Anyway, the 24-year old Dave Rusch came out of basically nowhere to land a contract with United Feature Syndicate for his strip Oscar, which debuted on September 12 1960*. His bio in Editor & Publisher tells us that he was brought up in the suburbs of New York City, made quite a splash as a smart kid in school and college, was art editor of a fraternity magazine, and on graduation had recently gone to work as an art director at an ad agency. He also claimed proficiency in painting and playing jazz on various instruments.
This is, as far as I know, Rusch's only known newspaper cartooning work, and it showed good promise. The art, for its time, was strictly downbeat and in the groove, daddy-o.

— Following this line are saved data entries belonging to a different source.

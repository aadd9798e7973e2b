//! Fixed-capacity prioritized replay buffer.
//!
//! A ring buffer of training examples with per-slot priorities. Sampling is
//! proportional to `priority^alpha` and returns importance weights
//! `(len * p)^-beta`, normalized by the largest weight in the batch. Pushes
//! enter at the current maximum priority so fresh examples are drawn
//! quickly. All methods take `&self`; a single internal lock makes the
//! buffer safe for the multi-producer worker pool.

use parking_lot::Mutex;
use rand::Rng;

/// One `(query, values)` pair as produced at a subgame root.
#[derive(Debug, Clone)]
pub struct TrainingExample {
    pub query: Vec<f32>,
    pub values: Vec<f32>,
}

pub struct PrioritizedReplay<T> {
    inner: Mutex<Inner<T>>,
    capacity: usize,
    /// Priority exponent.
    alpha: f64,
    /// Importance-weight exponent.
    beta: f64,
}

struct Inner<T> {
    items: Vec<T>,
    priorities: Vec<f64>,
    next_slot: usize,
    num_added: u64,
    max_priority: f64,
}

impl<T: Clone> PrioritizedReplay<T> {
    /// # Panics
    ///
    /// Panics on zero capacity.
    #[must_use]
    pub fn new(capacity: usize, alpha: f64, beta: f64) -> Self {
        assert!(capacity > 0, "capacity must be positive");
        Self {
            inner: Mutex::new(Inner {
                items: Vec::new(),
                priorities: Vec::new(),
                next_slot: 0,
                num_added: 0,
                max_priority: 1.0,
            }),
            capacity,
            alpha,
            beta,
        }
    }

    /// Append at the current maximum priority, overwriting the oldest slot
    /// once full.
    pub fn push(&self, item: T) {
        let mut inner = self.inner.lock();
        let priority = inner.max_priority;
        self.push_slot(&mut inner, item, priority);
    }

    /// Append with an explicit priority.
    pub fn push_with_priority(&self, item: T, priority: f64) {
        let mut inner = self.inner.lock();
        inner.max_priority = inner.max_priority.max(priority);
        self.push_slot(&mut inner, item, priority);
    }

    fn push_slot(&self, inner: &mut Inner<T>, item: T, priority: f64) {
        if inner.items.len() < self.capacity {
            inner.items.push(item);
            inner.priorities.push(priority);
        } else {
            let slot = inner.next_slot;
            inner.items[slot] = item;
            inner.priorities[slot] = priority;
        }
        inner.next_slot = (inner.next_slot + 1) % self.capacity;
        inner.num_added += 1;
    }

    #[must_use]
    pub fn len(&self) -> usize {
        self.inner.lock().items.len()
    }

    #[must_use]
    pub fn is_empty(&self) -> bool {
        self.inner.lock().items.is_empty()
    }

    /// Total number of examples ever pushed, including overwritten ones.
    #[must_use]
    pub fn num_added(&self) -> u64 {
        self.inner.lock().num_added
    }

    /// Draw `batch_size` samples proportional to `priority^alpha`.
    ///
    /// Returns `(slot, importance_weight, item)` triples; the weights are
    /// normalized so the largest in the batch is 1. Empty buffer returns an
    /// empty batch.
    #[must_use]
    #[allow(clippy::cast_precision_loss)]
    pub fn sample(&self, batch_size: usize, rng: &mut impl Rng) -> Vec<(usize, f64, T)> {
        let inner = self.inner.lock();
        if inner.items.is_empty() {
            return Vec::new();
        }

        let scaled: Vec<f64> = inner
            .priorities
            .iter()
            .map(|&p| p.max(f64::MIN_POSITIVE).powf(self.alpha))
            .collect();
        let total: f64 = scaled.iter().sum();
        let len = inner.items.len() as f64;

        let mut batch: Vec<(usize, f64, T)> = (0..batch_size)
            .map(|_| {
                let mut remaining = rng.random::<f64>() * total;
                let mut slot = scaled.len() - 1;
                for (index, &mass) in scaled.iter().enumerate() {
                    remaining -= mass;
                    if remaining <= 0.0 {
                        slot = index;
                        break;
                    }
                }
                let probability = scaled[slot] / total;
                let weight = (len * probability).powf(-self.beta);
                (slot, weight, inner.items[slot].clone())
            })
            .collect();

        let max_weight = batch
            .iter()
            .map(|&(_, w, _)| w)
            .fold(f64::MIN_POSITIVE, f64::max);
        for entry in &mut batch {
            entry.1 /= max_weight;
        }
        batch
    }

    /// Update priorities after a training pass, keyed by slot index.
    pub fn update_priorities(&self, updates: &[(usize, f64)]) {
        let mut inner = self.inner.lock();
        for &(slot, priority) in updates {
            if slot < inner.priorities.len() {
                inner.priorities[slot] = priority;
                inner.max_priority = inner.max_priority.max(priority);
            }
        }
    }

    #[must_use]
    pub fn capacity(&self) -> usize {
        self.capacity
    }
}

The writing, well, let's say that it was occasionally a bit square, man. Strictly cubesville. He obviously wanted to be edgy and modern, but on his off days he wasn't above cracking open Joe Miller's joke book for hoary old gaglines like "Don't forget your toothbrush."
The dysfunctional family comedy started off with a decent if unspectacular client list, and United Feature must have had high hopes, because they said that a Sunday version was in the offing; but as best I can tell that never happened.
After two years on Oscar, either Rusch or the syndicate decided to call it quits. I'm not sure why, because the client list seems not to have tanked all that badly. The strip ended on October 13 1962*. Interestingly, United Feature's own records say that the strip ended on February 24 of that year, an unusual error in that resource.
What happened to Rusch after Oscar I have no clue, but I imagine the bright young man with the hip cartooning style landed on his feet.